In the five major cities in the Midwest for which OpenTable provides data, the seven-day moving average of seated diners is still down between 52% in Cincinnati and 75% in Chicago. Note the strong improvement in Cincinnati over the past few months. But there has hardly been any improvement since the 4th of July in Chicago, Minneapolis, and Indianapolis:



Cities on the East Coast:


There has been a downturn in seated diners in all six cities on the East Coast for which OpenTable provides data, with the biggest downturn in Philadelphia, from the high in early October of -50%, to the low on October 31 of -71% (seven-day moving average). In New York City, the number of seated diners was down 79% from a year ago. At the top was Pittsburg (-57%).



Cities in the South:


Among the 10 cities in the South for which OpenTable provides data, the seven-day moving average of seated diners topped in Tampa at -17%, the best reading of any of the cities covered here. At the other end is New Orleans, where seated diners are down 68% from a year ago. But all cities experienced deteriorating metrics recently, and there hasn’t been much or any improvement since before Labor Day:



Eight months into the Pandemic, the restaurant recovery has gotten stuck. Outdoor dining is great, if the conditions are halfway right. Now the winter months are coming. This may make outdoor dining finally comfortable in Phoenix and some other cities in the southern part of the US, and they might see improvements in their out-door dining business to compensate for the capacity constraints on their indoor dining offerings.
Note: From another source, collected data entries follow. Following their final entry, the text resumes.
//! 포워딩 설정
//!
//! [`ForwardingConfig`]는 core의 [`UnifiConfig`](portfwd_core::config::UnifiConfig)와
//! [`ControllerConfig`](portfwd_core::config::ControllerConfig)에서
//! 어플라이언스 접속 정보와 호출 타임아웃을 모아 옵니다.
//!
//! # 사용 예시
//! ```ignore
//! use portfwd_core::config::PortfwdConfig;
//! use portfwd_forwarding::config::ForwardingConfig;
//!
//! let core_config = PortfwdConfig::default();
//! let config = ForwardingConfig::from_core(&core_config);
//! ```

use std::time::Duration;

use portfwd_core::config::PortfwdConfig;

use crate::error::ForwardingError;

/// 호출 타임아웃 상한 (초)
const MAX_CALL_TIMEOUT_SECS: u64 = 300;

/// 포워딩 설정
#[derive(Clone)]
pub struct ForwardingConfig {
    /// UniFi 컨트롤러 URL
    pub base_url: String,
    /// 사이트 이름
    pub site: String,
    /// 로그인 사용자
    pub username: String,
    /// 로그인 비밀번호
    pub password: String,
    /// TLS 인증서 검증 생략 여부
    pub insecure: bool,
    /// 어플라이언스 호출 1회당 타임아웃 (초)
    pub call_timeout_secs: u64,
}

impl Default for ForwardingConfig {
    fn default() -> Self {
        Self {
            base_url: "https://unifi:8443".to_owned(),
            site: "default".to_owned(),
            username: String::new(),
            password: String::new(),
            insecure: false,
            call_timeout_secs: 15,
        }
    }
}

impl std::fmt::Debug for ForwardingConfig {
    fn fmt(&self, f: &mut std::fmt::Formatter<'_>) -> std::fmt::Result {
        f.debug_struct("ForwardingConfig")
            .field("base_url", &self.base_url)
            .field("site", &self.site)
            .field("username", &self.username)
            .field("password", &"***")
            .field("insecure", &self.insecure)
            .field("call_timeout_secs", &self.call_timeout_secs)
            .finish()
    }
}

impl ForwardingConfig {
    /// core 설정에서 포워딩 설정을 생성합니다.
    pub fn from_core(core: &PortfwdConfig) -> Self {
        Self {
            base_url: core.unifi.base_url.clone(),
            site: core.unifi.site.clone(),
            username: core.unifi.username.clone(),
            password: core.unifi.password.clone(),
            insecure: core.unifi.insecure,
            call_timeout_secs: core.controller.appliance_timeout_secs,
        }
    }

    /// 어플라이언스 호출 타임아웃을 반환합니다.
    pub fn call_timeout(&self) -> Duration {
        Duration::from_secs(self.call_timeout_secs)
    }

    /// 설정값의 유효성을 검증합니다.
    pub fn validate(&self) -> Result<(), ForwardingError> {
        if self.call_timeout_secs == 0 || self.call_timeout_secs > MAX_CALL_TIMEOUT_SECS {
            return Err(ForwardingError::Config {
                field: "call_timeout_secs".to_owned(),
                reason: format!("must be 1-{MAX_CALL_TIMEOUT_SECS}"),
            });
        }

        if !self.base_url.starts_with("http://") && !self.base_url.starts_with("https://") {
            return Err(ForwardingError::Config {
                field: "base_url".to_owned(),
                reason: "must start with http:// or https://".to_owned(),
            });
        }

        if self.site.is_empty() {
            return Err(ForwardingError::Config {
                field: "site".to_owned(),
                reason: "must not be empty".to_owned(),
            });
        }

        // 사이트 이름은 URL 경로에 그대로 들어갑니다
        if self.site.contains('/') {
            return Err(ForwardingError::Config {
                field: "site".to_owned(),
                reason: "must not contain '/'".to_owned(),
            });
        }

        Ok(())
    }
}

/// 포워딩 설정 빌더
#[derive(Default)]
pub struct ForwardingConfigBuilder {
    config: ForwardingConfig,
}

impl ForwardingConfigBuilder {
    /// 새 빌더를 생성합니다.
    pub fn new() -> Self {
        Self::default()
    }

    /// 컨트롤러 URL을 설정합니다.
    pub fn base_url(mut self, url: impl Into<String>) -> Self {
        self.config.base_url = url.into();
        self
    }

    /// 사이트 이름을 설정합니다.
    pub fn site(mut self, site: impl Into<String>) -> Self {
        self.config.site = site.into();
        self
    }

    /// 로그인 정보를 설정합니다.
    pub fn credentials(mut self, username: impl Into<String>, password: impl Into<String>) -> Self {
        self.config.username = username.into();
        self.config.password = password.into();
        self
    }

    /// TLS 검증 생략 여부를 설정합니다.
    pub fn insecure(mut self, insecure: bool) -> Self {
        self.config.insecure = insecure;
        self
    }

    /// 호출 타임아웃(초)을 설정합니다.
    pub fn call_timeout_secs(mut self, secs: u64) -> Self {
        self.config.call_timeout_secs = secs;
        self
    }

    /// 설정을 검증하고 `ForwardingConfig`를 생성합니다.
    pub fn build(self) -> Result<ForwardingConfig, ForwardingError> {
        self.config.validate()?;
        Ok(self.config)
    }
}

#[cfg(test)]
mod tests {
    use super::*;

    #[test]
    fn default_config_is_valid() {
        ForwardingConfig::default().validate().unwrap();
    }

    #[test]
    fn from_core_copies_unifi_and_timeout() {
        let mut core = PortfwdConfig::default();
        core.unifi.base_url = "https://10.0.0.1".to_owned();
        core.unifi.site = "home".to_owned();
        core.unifi.insecure = true;
        core.controller.appliance_timeout_secs = 7;

        let config = ForwardingConfig::from_core(&core);
        assert_eq!(config.base_url, "https://10.0.0.1");
        assert_eq!(config.site, "home");
        assert!(config.insecure);
        assert_eq!(config.call_timeout(), Duration::from_secs(7));
    }

    #[test]
    fn builder_rejects_zero_timeout() {
        let err = ForwardingConfigBuilder::new()
            .call_timeout_secs(0)
            .build()
            .unwrap_err();
        assert!(err.to_string().contains("call_timeout_secs"));
    }

    #[test]
    fn builder_rejects_site_with_slash() {
        let result = ForwardingConfigBuilder::new().site("a/b").build();
        assert!(result.is_err());
    }

    #[test]
    fn builder_rejects_url_without_scheme() {
        let result = ForwardingConfigBuilder::new().base_url("unifi:8443").build();
        assert!(result.is_err());
    }

    #[test]
    fn builder_sets_all_fields() {
        let config = ForwardingConfigBuilder::new()
            .base_url("https://gw.lan")
            .site("lab")
            .credentials("admin", "pw")
            .insecure(true)
            .call_timeout_secs(3)
            .build()
            .unwrap();
        assert_eq!(config.base_url, "https://gw.lan");
        assert_eq!(config.site, "lab");
        assert_eq!(config.username, "admin");
        assert!(config.insecure);
        assert_eq!(config.call_timeout_secs, 3);
    }

    #[test]
    fn debug_redacts_password() {
        let config = ForwardingConfigBuilder::new()
            .credentials("admin", "hunter2")
            .build()
            .unwrap();
        assert!(!format!("{config:?}").contains("hunter2"));
    }
}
But it can get decidedly uncomfortable in the northern cities, and outdoor dining will become a challenge on many days. Even in San Francisco, where temperatures might be still bearable over the winter on many days, there are challenges: Rainy season is coming (hopefully), and no one is going to eat outside in the rain. And that goes for outdoor dining anywhere: Reservations turn into no-shows once it starts raining.